[Start of section]

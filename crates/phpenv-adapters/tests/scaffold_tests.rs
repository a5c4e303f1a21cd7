//! Scaffold service behavior: skeleton layout, seeding, idempotence.

use std::path::{Path, PathBuf};

use phpenv_adapters::{MemoryFilesystem, builtin_templates};
use phpenv_core::{CopyPolicy, DirOutcome, FileOutcome, Filesystem, ScaffoldService};

fn service(fs: &MemoryFilesystem) -> ScaffoldService {
    ScaffoldService::new(Box::new(fs.clone()), builtin_templates())
}

fn p(s: &str) -> PathBuf {
    PathBuf::from(s)
}

#[test]
fn build_lays_out_the_full_skeleton() {
    let fs = MemoryFilesystem::new();
    fs.add_dir("work");
    service(&fs).build(Path::new("work")).unwrap();

    for dir in [
        "work/phpenv",
        "work/phpenv/docker/php/sites-available",
        "work/phpenv/src/public",
        "work/phpenv/src/private/db",
    ] {
        assert!(fs.is_dir(Path::new(dir)), "missing directory {dir}");
    }
    for file in [
        "work/phpenv/docker-compose.yml",
        "work/phpenv/docker/php/Dockerfile",
        "work/phpenv/docker/php/apache2.conf",
        "work/phpenv/docker/php/sites-available/000-default.conf",
    ] {
        let content = fs.read_file(&p(file)).unwrap_or_default();
        assert!(!content.is_empty(), "template file {file} is empty");
    }
}

#[test]
fn build_twice_is_a_noop_and_preserves_content() {
    let fs = MemoryFilesystem::new();
    fs.add_dir("work");
    let svc = service(&fs);

    let first = svc.build(Path::new("work")).unwrap();
    assert!(!first.is_noop());

    let before = fs.read_file(&p("work/phpenv/docker-compose.yml")).unwrap();
    let second = svc.build(Path::new("work")).unwrap();
    assert!(second.is_noop());
    assert!(
        second
            .files
            .iter()
            .all(|(_, o)| *o == FileOutcome::SkippedExists)
    );
    assert_eq!(
        fs.read_file(&p("work/phpenv/docker-compose.yml")).unwrap(),
        before
    );
}

#[test]
fn ensure_dir_distinguishes_created_from_existing() {
    let fs = MemoryFilesystem::new();
    let svc = service(&fs);
    assert_eq!(
        svc.ensure_dir(Path::new("a/b")).unwrap(),
        DirOutcome::Created
    );
    assert_eq!(
        svc.ensure_dir(Path::new("a/b")).unwrap(),
        DirOutcome::AlreadyExists
    );
}

#[test]
fn ensure_file_populates_an_existing_empty_file() {
    let fs = MemoryFilesystem::new();
    fs.add_file("work/empty.conf", "");
    let svc = service(&fs);

    let outcome = svc
        .ensure_file(Path::new("work/empty.conf"), Some("payload"))
        .unwrap();
    assert_eq!(outcome, FileOutcome::Populated);
    assert_eq!(
        fs.read_file(&p("work/empty.conf")).as_deref(),
        Some("payload")
    );

    // repeated calls after the populate are no-ops
    let again = svc
        .ensure_file(Path::new("work/empty.conf"), Some("other"))
        .unwrap();
    assert_eq!(again, FileOutcome::SkippedExists);
    assert_eq!(
        fs.read_file(&p("work/empty.conf")).as_deref(),
        Some("payload")
    );
}

#[test]
fn ensure_file_never_touches_non_empty_files() {
    let fs = MemoryFilesystem::new();
    fs.add_file("work/full.conf", "user content");
    let svc = service(&fs);

    let outcome = svc
        .ensure_file(Path::new("work/full.conf"), Some("payload"))
        .unwrap();
    assert_eq!(outcome, FileOutcome::SkippedExists);
    assert_eq!(
        fs.read_file(&p("work/full.conf")).as_deref(),
        Some("user content")
    );
}

#[test]
fn ensure_file_without_payload_creates_empty_file() {
    let fs = MemoryFilesystem::new();
    fs.add_dir("work");
    let svc = service(&fs);

    assert_eq!(
        svc.ensure_file(Path::new("work/blank"), None).unwrap(),
        FileOutcome::Created
    );
    assert_eq!(fs.read_file(&p("work/blank")).as_deref(), Some(""));
    assert_eq!(
        svc.ensure_file(Path::new("work/blank"), None).unwrap(),
        FileOutcome::SkippedExists
    );
}

#[test]
fn merge_sources_lands_cwd_files_in_public() {
    let fs = MemoryFilesystem::new();
    fs.add_file("work/index.php", "<?php phpinfo();");
    let svc = service(&fs);

    svc.build(Path::new("work")).unwrap();
    let report = svc
        .merge_sources(Path::new("work"), &CopyPolicy::new(false, true))
        .unwrap();

    assert!(report.is_clean());
    assert_eq!(
        fs.read_file(&p("work/phpenv/src/public/index.php"))
            .as_deref(),
        Some("<?php phpinfo();")
    );
    // the original stays put without a delete policy
    assert!(fs.exists(Path::new("work/index.php")));
}

#[test]
fn rerun_after_delete_copies_only_new_files() {
    let fs = MemoryFilesystem::new();
    fs.add_file("work/index.php", "v1");
    let svc = service(&fs);

    svc.build(Path::new("work")).unwrap();
    svc.merge_sources(Path::new("work"), &CopyPolicy::new(true, false))
        .unwrap();
    assert!(!fs.exists(Path::new("work/index.php")));

    // a fresh index.php appears; destination already has the old copy,
    // so without overwrite it is skipped per-file
    fs.add_file("work/index.php", "v2");
    fs.add_file("work/about.php", "about");
    let report = svc
        .merge_sources(Path::new("work"), &CopyPolicy::new(false, false))
        .unwrap();

    assert_eq!(report.copied, 1);
    assert_eq!(report.skipped, 1);
    assert_eq!(
        fs.read_file(&p("work/phpenv/src/public/index.php"))
            .as_deref(),
        Some("v1")
    );
    assert_eq!(
        fs.read_file(&p("work/phpenv/src/public/about.php"))
            .as_deref(),
        Some("about")
    );
}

[End of section]

▶ [EXERCISE BRIEF]
Find how many lines in the entries above use the word "docker". Write the number alone.

▶ [SOLUTION TO THIS TASK]
7